Although PBMs operate way outside of public consciousness, your companies have immense power over patients. PBMs create the list of medications that determine what will and won’t be covered by an insurance plan. They determine how much those medications will cost. And they determine which pharmacies a patient can or cannot use to access the medications.
Your three companies alone are dictating these terms for 4 out of 5 people in the country. I’m glad that you are here with us today to provide serious, robust insight into those decisions. While we do not have a lot of visibility into the inner workings of PBMs, the work this Committee has done on PBMs this Congress has provided many examples of how your policies are not necessarily always working for the people that you serve.
The New York Times recently reported that one of your companies was charging patients on Medicare more than $650 for a medication that would have cost less than $50 at an online pharmacy without any insurance at all. A different patient was reportedly charged $211 by another one of your companies for a drug he could have acquired at Costco for $22. That’s a 10-1 ratio between what people are paying through the PBMs versus what they can get in just an out-of-pocket purchase.

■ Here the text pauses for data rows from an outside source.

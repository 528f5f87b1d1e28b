//! Error types for Verifier Coordination

use shared_types::Address;
use thiserror::Error;

/// Verifier coordination errors
#[derive(Debug, Clone, Error, PartialEq, Eq)]
pub enum CoordinationError {
    /// More verifiers chosen than a tally can hold
    #[error("Too many verifiers chosen: {count} (max {max})")]
    TooManyVerifiers { count: usize, max: usize },

    /// Verifiers were already chosen for this tally
    #[error("Verifiers already chosen")]
    AlreadyChosen,

    /// Arbitration decided by someone other than the configured arbitrator
    #[error("Unauthorized arbitrator: {actor}")]
    UnauthorizedArbitrator { actor: Address },

    /// Arbitration case already has a decision
    #[error("Arbitration already decided")]
    AlreadyDecided,
}

/// Result type for coordination operations
pub type CoordinationResult<T> = Result<T, CoordinationError>;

Who do these policies benefit? Well, obviously not patients. It seems they benefit the PBM, which gets reimbursed by the health insurer for that higher price.
Even if this system works for some patients, it's clear that many served by your companies are falling through the cracks—whether they experience delays in getting the medicine they need or are forced to overpay.
In a for-profit health care system, we know companies will seek profits. But it is unacceptable for those profits to come at the expense of patients getting the basic medicine they need to lead their full and healthy lives.
Democrats on this Committee have long worked to hold Big Pharma accountable for the ways in which they relentlessly manipulate the price of medications and make them unaffordable for millions of Americans. Our three-year investigation revealed that pharmaceuticals use anticompetitive tactics to stop generics from entering the market and target the U.S. for high prices because our government simply did not have the power to directly negotiate with them the way our peer countries do.
But last Congress, Democrats passed the Inflation Reduction Act, and the wins from that landmark legislation are already being felt. Beginning next year, Medicare will negotiate drug pricing directly with pharmaceuticals and drug companies will now have to reimburse the government when they raise prices beyond the rate of inflation.
But we have a long way to go to place people over profits, to put healthcare first. I hope that today’s hearing can shed light on the ways that PBMs are taking a page from Big Pharma’s practices and exacerbating the drug affordability crisis. We need a health care system that works better for everyone.
Thank you, Mr. Chairman. I yield back.